//! Pointer-authentication schema for class method pointers.
//!
//! Each method's virtual table entry is signed with the configured key and
//! a 16-bit discriminator derived from the method's descriptor symbol. The
//! discriminator is a stable hash, so separately compiled modules agree on
//! it without coordination.

use std::hash::Hasher;

use rustc_hash::FxHasher;

use relay_ir::{PointerAuthInfo, PtrAuthKey};

/// Signing configuration for function pointers loaded from class tables.
#[derive(Clone, Copy, Debug, PartialEq, Eq, Hash)]
pub struct PointerAuthSchema {
    pub key: PtrAuthKey,
}

impl PointerAuthSchema {
    pub const fn new(key: PtrAuthKey) -> Self {
        Self { key }
    }

    pub const fn info(self, discriminator: u16) -> PointerAuthInfo {
        PointerAuthInfo {
            key: self.key,
            discriminator,
        }
    }
}

/// Parse a key name (`ia`, `ib`, `da`, `db`).
pub fn parse_key(name: &str) -> Option<PtrAuthKey> {
    match name.trim().to_ascii_lowercase().as_str() {
        "ia" => Some(PtrAuthKey::IA),
        "ib" => Some(PtrAuthKey::IB),
        "da" => Some(PtrAuthKey::DA),
        "db" => Some(PtrAuthKey::DB),
        _ => None,
    }
}

/// Stable 16-bit discriminator for `symbol`.
pub fn stable_discriminator(symbol: &str) -> u16 {
    let mut hasher = FxHasher::default();
    hasher.write(symbol.as_bytes());
    let h = hasher.finish();
    #[expect(clippy::cast_possible_truncation, reason = "folding to 16 bits")]
    let folded = (h ^ (h >> 16) ^ (h >> 32) ^ (h >> 48)) as u16;
    folded
}
//! Method lookup functions answer exactly as the runtime does, taking the
//! fast path only for entries no subclass in the module replaces.

use pretty_assertions::assert_eq;

use relay_abi::{MetadataService, PointerAuthSchema};
use relay_eval::{call_lookup, runtime_lookup, LogicalCall};
use relay_ir::{MethodReference, PtrAuthKey, VTableOffset};
use relay_thunk::ThunkOptions;

use crate::common::{serial, Lab};

/// Byte offset of `method`'s entry in a non-resilient class's metadata.
fn entry_offset(lab: &Lab, method: &MethodReference) -> u64 {
    match lab.machine.metadata().vtable_offset(method).unwrap() {
        VTableOffset::Fixed { word } => u64::from(word) * 8,
        VTableOffset::Resilient { .. } => panic!("expected a fixed offset"),
    }
}

fn agrees_with_runtime(options: ThunkOptions, resilient: bool) {
    let mut lab = if resilient {
        Lab::resilient(options)
    } else {
        Lab::new(options)
    };
    let base_methods = [
        &lab.sum, &lab.fetch, &lab.stream, &lab.pack, &lab.echo, &lab.hidden, &lab.make,
    ]
    .map(Clone::clone);
    for class in ["Base", "Derived"] {
        let metadata = lab.metadata_of(class);
        for method in &base_methods {
            let fast = call_lookup(&mut lab.machine, "Base", metadata, method).unwrap();
            let slow = runtime_lookup(&mut lab.machine, "Base", metadata, method).unwrap();
            assert_eq!(
                lab.machine.symbol_at(fast),
                lab.machine.symbol_at(slow),
                "{class}"
            );
            assert_eq!(fast, slow, "{class}");
        }
    }

    let derived = lab.metadata_of("Derived");
    let extra = lab.extra.clone();
    let fast = call_lookup(&mut lab.machine, "Derived", derived, &extra).unwrap();
    assert_eq!(lab.machine.symbol_at(fast), Some("derived_extra"));
}

#[test]
fn fixed_tables_agree() {
    agrees_with_runtime(serial(), false);
}

#[test]
fn resilient_tables_agree() {
    agrees_with_runtime(serial(), true);
}

#[test]
fn signed_tables_agree() {
    for key in [PtrAuthKey::IA, PtrAuthKey::DB] {
        agrees_with_runtime(serial().with_pointer_auth(PointerAuthSchema::new(key)), false);
    }
}

#[test]
fn overridden_entries_follow_the_metadata() {
    let mut lab = Lab::new(serial());
    let derived = lab.metadata_of("Derived");
    let base = lab.metadata_of("Base");
    let sum = lab.sum.clone();

    let on_derived = call_lookup(&mut lab.machine, "Base", derived, &sum).unwrap();
    let on_base = call_lookup(&mut lab.machine, "Base", base, &sum).unwrap();
    assert_eq!(lab.machine.symbol_at(on_derived), Some("derived_sum"));
    assert_eq!(lab.machine.symbol_at(on_base), Some("base_sum"));
}

#[test]
fn non_candidates_read_the_live_table() {
    let mut lab = Lab::new(serial());
    let base = lab.metadata_of("Base");
    let forged = lab.machine.address_of_symbol("base_make");

    for method in [lab.hidden.clone(), lab.sum.clone()] {
        let slot = base + entry_offset(&lab, &method);
        let original = lab.machine.memory().read(slot).unwrap();
        lab.machine.memory_mut().write(slot, forged).unwrap();

        let found = call_lookup(&mut lab.machine, "Base", base, &method).unwrap();
        assert_eq!(found, forged);
        lab.machine.memory_mut().write(slot, original).unwrap();
    }
}

#[test]
fn candidates_ignore_the_live_table() {
    let mut lab = Lab::new(serial());
    let base = lab.metadata_of("Base");
    let forged = lab.machine.address_of_symbol("base_make");
    let fetch = lab.fetch.clone();
    let slot = base + entry_offset(&lab, &fetch);
    lab.machine.memory_mut().write(slot, forged).unwrap();

    let fast = call_lookup(&mut lab.machine, "Base", base, &fetch).unwrap();
    let slow = runtime_lookup(&mut lab.machine, "Base", base, &fetch).unwrap();
    assert_eq!(lab.machine.symbol_at(fast), Some("base_fetch"));
    assert_eq!(slow, forged);
}

#[test]
fn looked_up_entries_are_callable() {
    let mut lab = Lab::new(serial());
    let derived = lab.metadata_of("Derived");
    let object = lab.object("Derived");
    let sum = lab.sum.clone();

    let entry = call_lookup(&mut lab.machine, "Base", derived, &sum).unwrap();
    let symbol = lab.machine.symbol_at(entry).unwrap();
    let report = relay_eval::call_implementation(
        &mut lab.machine,
        symbol,
        &LogicalCall::on(object).arg([6]).arg([7]),
    )
    .unwrap();
    assert_eq!(report.result, Ok(vec![42]));
}
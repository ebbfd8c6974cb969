//! A small class hierarchy with native implementations installed.

use std::sync::Arc;

use relay_abi::{
    ClassDecl, Conformance, LayoutConfig, MethodDecl, ModuleMetadata, ProtocolDecl, TargetLayout,
};
use relay_ir::{
    CallingConventionKind, DeclContext, FunctionSignature, GenericSignature, MethodKind,
    MethodReference, StringInterner, TypeId, TypePool, Visibility,
};
use relay_thunk::{Services, ThunkModule, ThunkOptions};

use crate::Machine;

/// ```text
/// class Animal
///   speak() -> i64                   animal_speak = 1
///   weigh(i32, i16) -> i32           animal_weigh = a + b     internal
///   nap(i64) async -> i64            animal_nap = x + 1
/// class Dog: Animal
///   speak() -> i64                   dog_speak = 2            overrides
///   fetch(i64) throws i64 -> i64     dog_fetch = 2x, fails with 99 on 0
/// protocol Pet
///   name() -> i64                    dog_name = 7
///   greet(i64) -> i64                dog_greet = x + 100
/// ```
pub(crate) struct Zoo {
    pub machine: Machine,
    pub speak: MethodReference,
    pub weigh: MethodReference,
    pub nap: MethodReference,
    pub fetch: MethodReference,
    pub greet: MethodReference,
}

impl Zoo {
    pub fn new(options: ThunkOptions) -> Self {
        Self::build(options, false)
    }

    pub fn resilient(options: ThunkOptions) -> Self {
        Self::build(options, true)
    }

    fn build(options: ThunkOptions, resilient: bool) -> Self {
        use CallingConventionKind::{Asynchronous, Ordinary};

        let interner = StringInterner::shared();
        let types = Arc::new(TypePool::new());
        let module = interner.intern("zoo");
        let animal = types.object(interner.intern("Animal"));
        let dog = types.object(interner.intern("Dog"));
        let pet = types.protocol_self(interner.intern("Pet"));

        let sig = |convention, self_ty, params: Vec<TypeId>, result, error| FunctionSignature {
            convention,
            generics: GenericSignature::EMPTY,
            self_ty,
            params,
            result,
            error,
        };
        let method = |owner: DeclContext, selector: &str, signature| {
            MethodReference::new(
                module,
                owner,
                interner.intern(selector),
                MethodKind::Instance,
                signature,
            )
        };
        let class = |name: &str| DeclContext::Class(interner.intern(name));
        let decl = |method: &MethodReference, imp: &str, visibility, overrides: Option<&MethodReference>| {
            MethodDecl {
                method: method.clone(),
                implementation: interner.intern(imp),
                visibility,
                overrides: overrides.cloned(),
            }
        };

        let speak = method(class("Animal"), "speak", sig(Ordinary, animal, vec![], TypeId::I64, None));
        let weigh = method(
            class("Animal"),
            "weigh",
            sig(Ordinary, animal, vec![TypeId::I32, TypeId::I16], TypeId::I32, None),
        );
        let nap = method(
            class("Animal"),
            "nap",
            sig(Asynchronous, animal, vec![TypeId::I64], TypeId::I64, None),
        );
        let dog_speak = method(class("Dog"), "speak", sig(Ordinary, dog, vec![], TypeId::I64, None));
        let fetch = method(
            class("Dog"),
            "fetch",
            sig(Ordinary, dog, vec![TypeId::I64], TypeId::I64, Some(TypeId::I64)),
        );
        let pet_owner = DeclContext::Protocol(interner.intern("Pet"));
        let name = method(pet_owner, "name", sig(Ordinary, pet, vec![], TypeId::I64, None));
        let greet = method(pet_owner, "greet", sig(Ordinary, pet, vec![TypeId::I64], TypeId::I64, None));

        let mut meta = ModuleMetadata::new(module, Arc::clone(&interner), Arc::clone(&types));
        meta.add_class(ClassDecl {
            name: interner.intern("Animal"),
            superclass: None,
            resilient,
            methods: vec![
                decl(&speak, "animal_speak", Visibility::Public, None),
                decl(&weigh, "animal_weigh", Visibility::Internal, None),
                decl(&nap, "animal_nap", Visibility::Public, None),
            ],
        });
        meta.add_class(ClassDecl {
            name: interner.intern("Dog"),
            superclass: Some(interner.intern("Animal")),
            resilient: false,
            methods: vec![
                decl(&dog_speak, "dog_speak", Visibility::Public, Some(&speak)),
                decl(&fetch, "dog_fetch", Visibility::Public, None),
            ],
        });
        meta.add_protocol(ProtocolDecl {
            name: interner.intern("Pet"),
            requirements: vec![name, greet.clone()],
        });
        meta.add_conformance(Conformance {
            ty: interner.intern("Dog"),
            protocol: interner.intern("Pet"),
            witnesses: vec![interner.intern("dog_name"), interner.intern("dog_greet")],
        })
        .unwrap();

        let meta = Arc::new(meta);
        let thunks = Arc::new(ThunkModule::new(
            Services {
                interner: Arc::clone(&interner),
                types: Arc::clone(&types),
                layout: Arc::new(TargetLayout::new(Arc::clone(&types), LayoutConfig::default())),
                metadata: meta.clone(),
            },
            options,
        ));

        let mut machine = Machine::new(thunks, meta).unwrap();
        machine.implement("animal_speak", |_| Ok(vec![1])).unwrap();
        machine.implement("dog_speak", |_| Ok(vec![2])).unwrap();
        machine
            .implement("animal_weigh", |inv| {
                Ok(vec![(inv.args[0].scalar() + inv.args[1].scalar()) & 0xFFFF_FFFF])
            })
            .unwrap();
        machine
            .implement("animal_nap", |inv| Ok(vec![inv.args[0].scalar() + 1]))
            .unwrap();
        machine
            .implement("dog_fetch", |inv| match inv.args[0].scalar() {
                0 => Err(99),
                x => Ok(vec![x * 2]),
            })
            .unwrap();
        machine.implement("dog_name", |_| Ok(vec![7])).unwrap();
        machine
            .implement("dog_greet", |inv| Ok(vec![inv.args[0].scalar() + 100]))
            .unwrap();

        Self {
            machine,
            speak,
            weigh,
            nap,
            fetch,
            greet,
        }
    }
}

→ **What the task requires**
In the material above, find the lines that contain "default" and show them.

→ **Answer section**
    let mut hasher = FxHasher::default();
                layout: Arc::new(TargetLayout::new(Arc::clone(&types), LayoutConfig::default())),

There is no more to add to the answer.